**Records for the task**
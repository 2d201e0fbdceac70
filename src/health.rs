//! Health monitoring for object pools

use crate::metrics::PoolMetrics;

/// Utilization above which a pool is reported as unhealthy.
const HIGH_UTILIZATION: f64 = 0.9;

/// Health status of an object pool
///
/// A pool is unhealthy when nearly all of its slots are borrowed or when
/// it has rejected a return, since a rejected return means some caller
/// mishandled a handle.
///
/// # Examples
///
/// ```
/// use slot_pool::{ObjectPool, PoolConfiguration};
///
/// let pool = ObjectPool::<u32>::new(PoolConfiguration::new().with_initial_capacity(3)).unwrap();
///
/// let health = pool.health_status();
/// assert!(health.is_healthy());
/// assert_eq!(health.available_objects, 3);
/// ```
#[derive(Debug, Clone)]
pub struct HealthStatus {
    /// Whether the pool is healthy
    pub is_healthy: bool,

    /// Number of warnings detected
    pub warning_count: usize,

    /// Current pool utilization (0.0 to 1.0)
    pub utilization: f64,

    /// Available objects count
    pub available_objects: usize,

    /// Borrowed objects count
    pub borrowed_objects: usize,

    /// Total capacity
    pub total_capacity: usize,

    /// Warning messages
    pub warnings: Vec<String>,
}

impl HealthStatus {
    /// Derive a health status from a metrics snapshot
    pub fn from_metrics(metrics: &PoolMetrics) -> Self {
        let mut warnings = Vec::new();
        let mut is_healthy = true;

        if metrics.utilization > HIGH_UTILIZATION {
            warnings.push(format!("High utilization: {:.1}%", metrics.utilization * 100.0));
            is_healthy = false;
        }

        if metrics.rejected_returns > 0 {
            warnings.push(format!(
                "{} return(s) rejected as invalid or double",
                metrics.rejected_returns
            ));
            is_healthy = false;
        }

        if metrics.allocation_failures > 0 {
            warnings.push(format!("{} growth attempt(s) failed", metrics.allocation_failures));
        }

        if metrics.available_objects == 0 && metrics.capacity > 0 {
            warnings.push("Pool is exhausted; next borrow will grow it".to_string());
        }

        Self {
            is_healthy,
            warning_count: warnings.len(),
            utilization: metrics.utilization,
            available_objects: metrics.available_objects,
            borrowed_objects: metrics.borrowed_objects,
            total_capacity: metrics.capacity,
            warnings,
        }
    }

    /// Check if the pool is healthy
    pub fn is_healthy(&self) -> bool {
        self.is_healthy
    }
}

#[cfg(test)]
mod tests {
    use super::*;
    use crate::metrics::MetricsTracker;

    #[test]
    fn fully_borrowed_pool_is_unhealthy() {
        let metrics = MetricsTracker::default().snapshot(4, 0, 4, 1);
        let health = HealthStatus::from_metrics(&metrics);

        assert!(!health.is_healthy());
        assert_eq!(health.warning_count, 2);
    }

    #[test]
    fn rejected_return_is_unhealthy() {
        let tracker = MetricsTracker {
            rejected_returns: 1,
            ..MetricsTracker::default()
        };
        let health = HealthStatus::from_metrics(&tracker.snapshot(0, 4, 4, 1));

        assert!(!health.is_healthy());
        assert_eq!(health.warning_count, 1);
    }

    #[test]
    fn empty_pool_is_healthy() {
        let health = HealthStatus::from_metrics(&MetricsTracker::default().snapshot(0, 0, 0, 0));
        assert!(health.is_healthy());
        assert!(health.warnings.is_empty());
    }
}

**Task to complete**
Set down every line of the listing above again, exactly as given.

**Written reply**
repository 2d201e0fbdceac70
filename src/health.rs
//! Health monitoring for object pools

use crate::metrics::PoolMetrics;

/// Utilization above which a pool is reported as unhealthy.
const HIGH_UTILIZATION: f64 = 0.9;

/// Health status of an object pool
///
/// A pool is unhealthy when nearly all of its slots are borrowed or when
/// it has rejected a return, since a rejected return means some caller
/// mishandled a handle.
///
/// # Examples
///
/// ```
/// use slot_pool::{ObjectPool, PoolConfiguration};
///
/// let pool = ObjectPool::<u32>::new(PoolConfiguration::new().with_initial_capacity(3)).unwrap();
///
/// let health = pool.health_status();
/// assert!(health.is_healthy());
/// assert_eq!(health.available_objects, 3);
/// ```
#[derive(Debug, Clone)]
pub struct HealthStatus {
    /// Whether the pool is healthy
    pub is_healthy: bool,

    /// Number of warnings detected
    pub warning_count: usize,

    /// Current pool utilization (0.0 to 1.0)
    pub utilization: f64,

    /// Available objects count
    pub available_objects: usize,

    /// Borrowed objects count
    pub borrowed_objects: usize,

    /// Total capacity
    pub total_capacity: usize,

    /// Warning messages
    pub warnings: Vec<String>,
}

impl HealthStatus {
    /// Derive a health status from a metrics snapshot
    pub fn from_metrics(metrics: &PoolMetrics) -> Self {
        let mut warnings = Vec::new();
        let mut is_healthy = true;

        if metrics.utilization > HIGH_UTILIZATION {
            warnings.push(format!("High utilization: {:.1}%", metrics.utilization * 100.0));
            is_healthy = false;
        }

        if metrics.rejected_returns > 0 {
            warnings.push(format!(
                "{} return(s) rejected as invalid or double",
                metrics.rejected_returns
            ));
            is_healthy = false;
        }

        if metrics.allocation_failures > 0 {
            warnings.push(format!("{} growth attempt(s) failed", metrics.allocation_failures));
        }

        if metrics.available_objects == 0 && metrics.capacity > 0 {
            warnings.push("Pool is exhausted; next borrow will grow it".to_string());
        }

        Self {
            is_healthy,
            warning_count: warnings.len(),
            utilization: metrics.utilization,
            available_objects: metrics.available_objects,
            borrowed_objects: metrics.borrowed_objects,
            total_capacity: metrics.capacity,
            warnings,
        }
    }

    /// Check if the pool is healthy
    pub fn is_healthy(&self) -> bool {
        self.is_healthy
    }
}

#[cfg(test)]
mod tests {
    use super::*;
    use crate::metrics::MetricsTracker;

    #[test]
    fn fully_borrowed_pool_is_unhealthy() {
        let metrics = MetricsTracker::default().snapshot(4, 0, 4, 1);
        let health = HealthStatus::from_metrics(&metrics);

        assert!(!health.is_healthy());
        assert_eq!(health.warning_count, 2);
    }

    #[test]
    fn rejected_return_is_unhealthy() {
        let tracker = MetricsTracker {
            rejected_returns: 1,
            ..MetricsTracker::default()
        };
        let health = HealthStatus::from_metrics(&tracker.snapshot(0, 4, 4, 1));

        assert!(!health.is_healthy());
        assert_eq!(health.warning_count, 1);
    }

    #[test]
    fn empty_pool_is_healthy() {
        let health = HealthStatus::from_metrics(&MetricsTracker::default().snapshot(0, 0, 0, 0));
        assert!(health.is_healthy());
        assert!(health.warnings.is_empty());
    }
}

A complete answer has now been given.